Data records ::
----------

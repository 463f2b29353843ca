//! Integration tests for the data sources against real files, an in-process
//! HTTP server and SQLite.

use axum::{extract::State, http::HeaderMap, http::StatusCode, routing::get, Json, Router};
use reportgen_core::{
    ApiConfig, ColumnType, DatabaseConfig, EngineConfig, ErrorKind, FetchErrorKind, FileConfig,
    FileFormat, HttpMethod, RetryPolicy, SourceConfig, SourceKind,
};
use reportgen_sources::{DataSource, SourceDispatcher};
use serde_json::{json, Value};
use std::net::SocketAddr;
use std::path::PathBuf;
use std::sync::atomic::{AtomicU32, Ordering};
use std::sync::Arc;
use std::time::Duration;

fn fixtures() -> PathBuf {
    PathBuf::from(env!("CARGO_MANIFEST_DIR")).join("../../testing/fixtures")
}

fn test_config() -> EngineConfig {
    EngineConfig {
        fetch_timeout_ms: 2_000,
        retry: RetryPolicy::immediate(3),
        ..EngineConfig::default()
    }
}

fn dispatcher() -> SourceDispatcher {
    SourceDispatcher::new(&test_config()).unwrap()
}

fn api_source(name: &str, url: String) -> SourceConfig {
    SourceConfig::new(
        name,
        SourceKind::Api(ApiConfig {
            url,
            method: HttpMethod::Get,
            auth_token: None,
            headers: Default::default(),
            params: Default::default(),
            body: None,
        }),
    )
}

async fn serve(app: Router) -> SocketAddr {
    let listener = tokio::net::TcpListener::bind("127.0.0.1:0").await.unwrap();
    let addr = listener.local_addr().unwrap();
    tokio::spawn(async move {
        axum::serve(listener, app).await.unwrap();
    });
    addr
}

// ============================================================================
// Files
// ============================================================================

#[tokio::test]
async fn test_csv_fixture() {
    let source = SourceConfig::new(
        "sales",
        SourceKind::File(FileConfig::new(fixtures().join("sales.csv"))),
    );
    let table = dispatcher().fetch(&source).await.unwrap();

    assert_eq!(table.row_count(), 3);
    assert_eq!(table.column_names(), vec!["product", "units_sold", "revenue"]);
    assert_eq!(table.columns[1].dtype, ColumnType::Integer);
    assert_eq!(table.columns[2].dtype, ColumnType::Float);
}

#[tokio::test]
async fn test_json_fixture() {
    let source = SourceConfig::new(
        "metrics",
        SourceKind::File(FileConfig::new(fixtures().join("metrics.json"))),
    );
    let table = dispatcher().fetch(&source).await.unwrap();
    assert!(table.row_count() > 0);
    assert!(table.column_index("metric").is_some());
}

#[tokio::test]
async fn test_declared_format_mismatch_is_descriptive() {
    let dir = tempfile::tempdir().unwrap();
    let path = dir.path().join("data.txt");
    std::fs::write(&path, "[{\"a\": 1}]").unwrap();

    let mut cfg = FileConfig::new(&path);
    cfg.format = Some(FileFormat::Csv);
    let err = dispatcher()
        .fetch(&SourceConfig::new("data", SourceKind::File(cfg)))
        .await
        .unwrap_err();

    assert_eq!(err.kind(), ErrorKind::DataSource);
    assert_eq!(err.source_name(), Some("data"));
    assert!(err.to_string().contains("looks like JSON"));
}

#[tokio::test]
async fn test_missing_file_is_not_found() {
    let source = SourceConfig::new(
        "ghost",
        SourceKind::File(FileConfig::new("/definitely/not/here.csv")),
    );
    let err = dispatcher().fetch(&source).await.unwrap_err();
    assert!(matches!(
        err,
        reportgen_core::ReportError::DataSource { fetch_kind: FetchErrorKind::NotFound, .. }
    ));
    assert!(!dispatcher().test_connection(&source).await.unwrap());
}

#[tokio::test]
async fn test_latin1_csv() {
    let dir = tempfile::tempdir().unwrap();
    let path = dir.path().join("cities.csv");
    // "city,pop\nMálaga,578000\n" in latin-1
    let mut bytes = b"city,pop\nM".to_vec();
    bytes.push(0xE1);
    bytes.extend_from_slice(b"laga,578000\n");
    std::fs::write(&path, bytes).unwrap();

    let mut cfg = FileConfig::new(&path);
    cfg.encoding = Some("latin-1".into());
    let table = dispatcher()
        .fetch(&SourceConfig::new("cities", SourceKind::File(cfg)))
        .await
        .unwrap();
    assert_eq!(table.rows[0][0], json!("Málaga"));
}

#[tokio::test]
async fn test_excel_first_sheet() {
    let dir = tempfile::tempdir().unwrap();
    let path = dir.path().join("regions.xlsx");

    let mut workbook = rust_xlsxwriter::Workbook::new();
    let sheet = workbook.add_worksheet();
    sheet.write_string(0, 0, "region").unwrap();
    sheet.write_string(0, 1, "revenue").unwrap();
    sheet.write_string(1, 0, "EU").unwrap();
    sheet.write_number(1, 1, 1200.0).unwrap();
    sheet.write_string(2, 0, "US").unwrap();
    sheet.write_number(2, 1, 980.5).unwrap();
    workbook.save(&path).unwrap();

    let table = dispatcher()
        .fetch(&SourceConfig::new(
            "regions",
            SourceKind::File(FileConfig::new(&path)),
        ))
        .await
        .unwrap();

    assert_eq!(table.column_names(), vec!["region", "revenue"]);
    assert_eq!(table.row_count(), 2);
    assert_eq!(table.rows[0][1], json!(1200));
    assert_eq!(table.columns[1].dtype, ColumnType::Float);
}

// ============================================================================
// HTTP API
// ============================================================================

#[tokio::test]
async fn test_api_retries_server_errors_then_succeeds() {
    let hits = Arc::new(AtomicU32::new(0));
    let app = Router::new()
        .route(
            "/metrics",
            get(|State(hits): State<Arc<AtomicU32>>| async move {
                if hits.fetch_add(1, Ordering::SeqCst) < 2 {
                    Err(StatusCode::SERVICE_UNAVAILABLE)
                } else {
                    Ok(Json(json!({"data": [{"metric": "uptime", "value": 99.9}]})))
                }
            }),
        )
        .with_state(hits.clone());
    let addr = serve(app).await;

    let table = dispatcher()
        .fetch(&api_source("metrics", format!("http://{}/metrics", addr)))
        .await
        .unwrap();

    assert_eq!(table.row_count(), 1);
    assert_eq!(hits.load(Ordering::SeqCst), 3);
}

#[tokio::test]
async fn test_api_client_error_not_retried() {
    let hits = Arc::new(AtomicU32::new(0));
    let app = Router::new()
        .route(
            "/missing",
            get(|State(hits): State<Arc<AtomicU32>>| async move {
                hits.fetch_add(1, Ordering::SeqCst);
                StatusCode::UNPROCESSABLE_ENTITY
            }),
        )
        .with_state(hits.clone());
    let addr = serve(app).await;

    let err = dispatcher()
        .fetch(&api_source("metrics", format!("http://{}/missing", addr)))
        .await
        .unwrap_err();

    assert!(!err.is_transient());
    assert!(err.to_string().contains("HTTP 422"));
    assert_eq!(hits.load(Ordering::SeqCst), 1);
}

#[tokio::test]
async fn test_api_sends_auth_and_params() {
    let app = Router::new().route(
        "/echo",
        get(
            |headers: HeaderMap, axum::extract::RawQuery(query): axum::extract::RawQuery| async move {
                let auth = headers
                    .get("authorization")
                    .and_then(|v| v.to_str().ok())
                    .unwrap_or_default()
                    .to_string();
                let tenant = headers
                    .get("x-tenant")
                    .and_then(|v| v.to_str().ok())
                    .unwrap_or_default()
                    .to_string();
                Json(json!([{ "auth": auth, "tenant": tenant, "query": query.unwrap_or_default() }]))
            },
        ),
    );
    let addr = serve(app).await;

    let mut source = api_source("echo", format!("http://{}/echo", addr));
    if let SourceKind::Api(api) = &mut source.kind {
        api.auth_token = Some("s3cret".into());
        api.headers.insert("X-Tenant".into(), "acme".into());
        api.params.insert("region".into(), json!("EU"));
    }
    let table = dispatcher().fetch(&source).await.unwrap();

    assert_eq!(table.rows[0][0], json!("Bearer s3cret"));
    assert_eq!(table.rows[0][1], json!("acme"));
    assert_eq!(table.rows[0][2], json!("region=EU"));
}

#[tokio::test]
async fn test_api_malformed_header_fails_before_any_request() {
    let hits = Arc::new(AtomicU32::new(0));
    let app = Router::new()
        .route(
            "/metrics",
            get(|State(hits): State<Arc<AtomicU32>>| async move {
                hits.fetch_add(1, Ordering::SeqCst);
                Json(json!([{ "ok": true }]))
            }),
        )
        .with_state(hits.clone());
    let addr = serve(app).await;

    let mut source = api_source("metrics", format!("http://{}/metrics", addr));
    if let SourceKind::Api(api) = &mut source.kind {
        api.headers.insert("Bad Header".into(), "x".into());
    }

    let err = reportgen_sources::validate_source(&source).unwrap_err();
    assert_eq!(err.kind(), ErrorKind::Configuration);

    let err = dispatcher().fetch(&source).await.unwrap_err();
    assert!(!err.is_transient());
    assert!(err.to_string().contains("Bad Header"));
    assert_eq!(hits.load(Ordering::SeqCst), 0);
}

#[tokio::test]
async fn test_api_timeout_is_transient_and_bounded() {
    let hits = Arc::new(AtomicU32::new(0));
    let app = Router::new()
        .route(
            "/slow",
            get(|State(hits): State<Arc<AtomicU32>>| async move {
                hits.fetch_add(1, Ordering::SeqCst);
                tokio::time::sleep(Duration::from_secs(5)).await;
                Json(Value::Array(vec![]))
            }),
        )
        .with_state(hits.clone());
    let addr = serve(app).await;

    let config = EngineConfig {
        fetch_timeout_ms: 100,
        retry: RetryPolicy::immediate(2),
        ..EngineConfig::default()
    };
    let err = SourceDispatcher::new(&config)
        .unwrap()
        .fetch(&api_source("slow", format!("http://{}/slow", addr)))
        .await
        .unwrap_err();

    assert!(err.is_transient());
    assert_eq!(err.source_name(), Some("slow"));
    assert_eq!(hits.load(Ordering::SeqCst), 2);
}

#[tokio::test]
async fn test_api_test_connection_falls_back_to_get() {
    let app = Router::new().route("/only-get", get(|| async { Json(json!([])) }));
    let addr = serve(app).await;
    // axum answers HEAD for GET routes, so this exercises the success path.
    assert!(dispatcher()
        .test_connection(&api_source("m", format!("http://{}/only-get", addr)))
        .await
        .unwrap());
    assert!(!dispatcher()
        .test_connection(&api_source("m", "http://127.0.0.1:9/nothing".into()))
        .await
        .unwrap());
}

// ============================================================================
// Database
// ============================================================================

async fn seeded_sqlite(dir: &tempfile::TempDir) -> String {
    let url = format!("sqlite://{}?mode=rwc", dir.path().join("app.db").display());
    // Constructing a source installs the Any drivers.
    let _ = SourceDispatcher::new(&test_config()).unwrap();
    let pool = sqlx::AnyPool::connect(&url).await.unwrap();
    for stmt in [
        "CREATE TABLE users (id INTEGER PRIMARY KEY, name TEXT NOT NULL, score REAL)",
        "INSERT INTO users (name, score) VALUES ('alice', 9.5)",
        "INSERT INTO users (name, score) VALUES ('bob', NULL)",
    ] {
        sqlx::query(stmt).execute(&pool).await.unwrap();
    }
    pool.close().await;
    url
}

fn db_source(url: &str, query: &str, params: Vec<Value>) -> SourceConfig {
    SourceConfig::new(
        "users",
        SourceKind::Database(DatabaseConfig {
            connection_string: url.to_string(),
            query: query.to_string(),
            params,
        }),
    )
}

#[tokio::test]
async fn test_database_fetch_with_bound_param() {
    let dir = tempfile::tempdir().unwrap();
    let url = seeded_sqlite(&dir).await;

    let table = dispatcher()
        .fetch(&db_source(
            &url,
            "SELECT id, name, score FROM users WHERE name = ?",
            vec![json!("alice")],
        ))
        .await
        .unwrap();

    assert_eq!(table.column_names(), vec!["id", "name", "score"]);
    assert_eq!(table.row_count(), 1);
    assert_eq!(table.rows[0][1], json!("alice"));
    assert_eq!(table.rows[0][2], json!(9.5));
}

#[tokio::test]
async fn test_database_adversarial_param_is_only_a_literal() {
    let dir = tempfile::tempdir().unwrap();
    let url = seeded_sqlite(&dir).await;
    let sources = dispatcher();

    let table = sources
        .fetch(&db_source(
            &url,
            "SELECT id, name FROM users WHERE name = ?",
            vec![json!("\"; DROP TABLE users; --")],
        ))
        .await
        .unwrap();
    assert_eq!(table.row_count(), 0);

    let table = sources
        .fetch(&db_source(&url, "SELECT COUNT(*) AS n FROM users", vec![]))
        .await
        .unwrap();
    assert_eq!(table.rows[0][0], json!(2));
}

#[tokio::test]
async fn test_database_multi_statement_rejected_before_io() {
    let err = dispatcher()
        .fetch(&db_source(
            "sqlite://never-created.db",
            "SELECT 1; DROP TABLE users",
            vec![],
        ))
        .await
        .unwrap_err();
    assert_eq!(err.kind(), ErrorKind::Configuration);
    assert!(!std::path::Path::new("never-created.db").exists());
}

#[tokio::test]
async fn test_database_bad_query_is_permanent() {
    let dir = tempfile::tempdir().unwrap();
    let url = seeded_sqlite(&dir).await;

    let err = dispatcher()
        .fetch(&db_source(&url, "SELECT nope FROM users", vec![]))
        .await
        .unwrap_err();
    assert!(matches!(
        err,
        reportgen_core::ReportError::DataSource { fetch_kind: FetchErrorKind::Query, .. }
    ));
    assert!(dispatcher()
        .test_connection(&db_source(&url, "SELECT 1", vec![]))
        .await
        .unwrap());
}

----------

Task to complete ::
Copy out only the lines of the records above from the one with "use std::time::Duration;" through the one with "async fn test_csv_fixture()", exactly as they stand, both included.

Solution for this problem ::
use std::time::Duration;

fn fixtures() -> PathBuf {
    PathBuf::from(env!("CARGO_MANIFEST_DIR")).join("../../testing/fixtures")
}

fn test_config() -> EngineConfig {
    EngineConfig {
        fetch_timeout_ms: 2_000,
        retry: RetryPolicy::immediate(3),
        ..EngineConfig::default()
    }
}

fn dispatcher() -> SourceDispatcher {
    SourceDispatcher::new(&test_config()).unwrap()
}

fn api_source(name: &str, url: String) -> SourceConfig {
    SourceConfig::new(
        name,
        SourceKind::Api(ApiConfig {
            url,
            method: HttpMethod::Get,
            auth_token: None,
            headers: Default::default(),
            params: Default::default(),
            body: None,
        }),
    )
}

async fn serve(app: Router) -> SocketAddr {
    let listener = tokio::net::TcpListener::bind("127.0.0.1:0").await.unwrap();
    let addr = listener.local_addr().unwrap();
    tokio::spawn(async move {
        axum::serve(listener, app).await.unwrap();
    });
    addr
}

// ============================================================================
// Files
// ============================================================================

#[tokio::test]
async fn test_csv_fixture() {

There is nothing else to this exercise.